TASK ITEM: Tally the lines below that contain "Hourly". The number is the whole answer.

SOURCE INFORMATION:
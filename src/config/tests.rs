//! Configuration tests
//!
//! These tests guard the file format: everything `to_toml` writes must parse
//! back into the same values, and every section must survive the trip.

use super::*;
use std::collections::HashMap;

// ─────────────────────────────────────────────────────────────────────────────
// Round-trip tests
// ─────────────────────────────────────────────────────────────────────────────

/// Verify that serialized config can be parsed back.
#[test]
fn test_config_roundtrip_default() {
    let config = Config::default();
    let toml_str = config.to_toml();

    let parsed: Result<FileConfig, _> = toml::from_str(&toml_str);
    assert!(
        parsed.is_ok(),
        "Default config should round-trip.\nTOML:\n{}\nError: {:?}",
        toml_str,
        parsed.err()
    );

    let restored = Config::from_file_config(parsed.unwrap());
    assert_eq!(restored.heuristics, config.heuristics);
    assert_eq!(restored.discovery, config.discovery);
    assert_eq!(restored.watcher, config.watcher);
    assert_eq!(restored.journal, config.journal);
    assert_eq!(restored.logging, config.logging);
}

/// Patterns contain backslashes, quotes and non-ASCII text; all must survive.
#[test]
fn test_config_roundtrip_with_patterns() {
    let mut config = Config::default();
    config.heuristics.locales = vec!["en".into(), "fr".into(), "de".into()];
    config.heuristics.patterns = vec![
        PatternConfig {
            name: "original-message".into(),
            locale: Some("en".into()),
            pattern: r#"^-+ ?Original "Message" ?-+$"#.into(),
        },
        PatternConfig {
            name: "escribio".into(),
            locale: None,
            pattern: r"^El \d+ .+ escribió:$".into(),
        },
    ];
    config.discovery.selectors = vec![r#"div[aria-label="Message Body"]"#.into()];
    config.watcher.debounce_ms = 50;
    config.journal.enabled = true;
    config.logging.file_rotation = LogRotation::Hourly;

    let toml_str = config.to_toml();
    let parsed: FileConfig = toml::from_str(&toml_str)
        .unwrap_or_else(|e| panic!("should parse:\n{}\n{:?}", toml_str, e));
    let restored = Config::from_file_config(parsed);

    assert_eq!(restored.heuristics, config.heuristics);
    assert_eq!(restored.discovery, config.discovery);
    assert_eq!(restored.watcher.debounce_ms, 50);
    assert!(restored.journal.enabled);
    assert_eq!(restored.logging.file_rotation, LogRotation::Hourly);
}

// ─────────────────────────────────────────────────────────────────────────────
// Partial files and defaults
// ─────────────────────────────────────────────────────────────────────────────

#[test]
fn test_empty_file_yields_defaults() {
    let parsed: FileConfig = toml::from_str("").unwrap();
    let config = Config::from_file_config(parsed);

    assert_eq!(config.heuristics.locales, vec!["en", "fr"]);
    assert_eq!(config.heuristics.marker_classes, vec!["gmail_quote"]);
    assert_eq!(config.heuristics.quote_tags, vec!["blockquote"]);
    assert_eq!(config.discovery.selectors.len(), 3);
    assert_eq!(config.discovery.initial_delay_ms, 2000);
    assert_eq!(config.discovery.poll_interval_ms, 3000);
    assert_eq!(config.watcher.debounce_ms, 0);
    assert!(!config.journal.enabled);
}

#[test]
fn test_partial_section_keeps_other_defaults() {
    let parsed: FileConfig = toml::from_str(
        r#"
[discovery]
poll_interval_ms = 500

[[heuristics.patterns]]
name = "wrote-nl"
locale = "nl"
pattern = '^Op .+ schreef .+:$'
"#,
    )
    .unwrap();
    let config = Config::from_file_config(parsed);

    assert_eq!(config.discovery.poll_interval_ms, 500);
    assert_eq!(config.discovery.initial_delay_ms, 2000);
    assert_eq!(config.heuristics.locales, vec!["en", "fr"]);
    assert_eq!(config.heuristics.patterns.len(), 1);
    assert_eq!(config.heuristics.patterns[0].locale.as_deref(), Some("nl"));
}

#[test]
fn test_unknown_rotation_falls_back_to_daily() {
    assert_eq!(LogRotation::parse("weekly"), LogRotation::Daily);
    assert_eq!(LogRotation::parse("HOURLY"), LogRotation::Hourly);
}

#[test]
fn test_invalid_file_is_an_error() {
    let dir = std::env::temp_dir().join(format!("replysweep-config-{}", std::process::id()));
    std::fs::create_dir_all(&dir).unwrap();
    let path = dir.join("broken.toml");
    std::fs::write(&path, "[discovery\npoll_interval_ms = ").unwrap();

    let result = Config::load_file_config(&path);
    std::fs::remove_dir_all(&dir).ok();

    assert!(result.is_err());
}

#[test]
fn test_missing_file_yields_defaults() {
    let path = std::env::temp_dir().join("replysweep-definitely-missing.toml");
    let file = Config::load_file_config(&path).unwrap();
    assert!(file.discovery.is_none());
}

// ─────────────────────────────────────────────────────────────────────────────
// Environment overrides
// ─────────────────────────────────────────────────────────────────────────────

#[test]
fn test_env_overrides_file_values() {
    let env: HashMap<&str, &str> = [
        ("REPLYSWEEP_INITIAL_DELAY_MS", "10"),
        ("REPLYSWEEP_POLL_INTERVAL_MS", "not-a-number"),
        ("REPLYSWEEP_LOG_LEVEL", "debug"),
        ("REPLYSWEEP_JOURNAL_DIR", "/tmp/sweeps"),
    ]
    .into_iter()
    .collect();

    let mut config = Config::default();
    config.apply_env(|key| env.get(key).map(|v| v.to_string()));

    assert_eq!(config.discovery.initial_delay_ms, 10);
    // Unparseable values are ignored
    assert_eq!(config.discovery.poll_interval_ms, 3000);
    assert_eq!(config.logging.level, "debug");
    assert!(config.journal.enabled);
    assert_eq!(config.journal.dir, PathBuf::from("/tmp/sweeps"));
}

#[test]
fn test_poll_interval_is_never_zero() {
    let discovery = DiscoveryConfig {
        poll_interval_ms: 0,
        ..DiscoveryConfig::default()
    };
    assert!(!discovery.poll_interval().is_zero());
}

SOLUTION TO THE EXERCISE: 3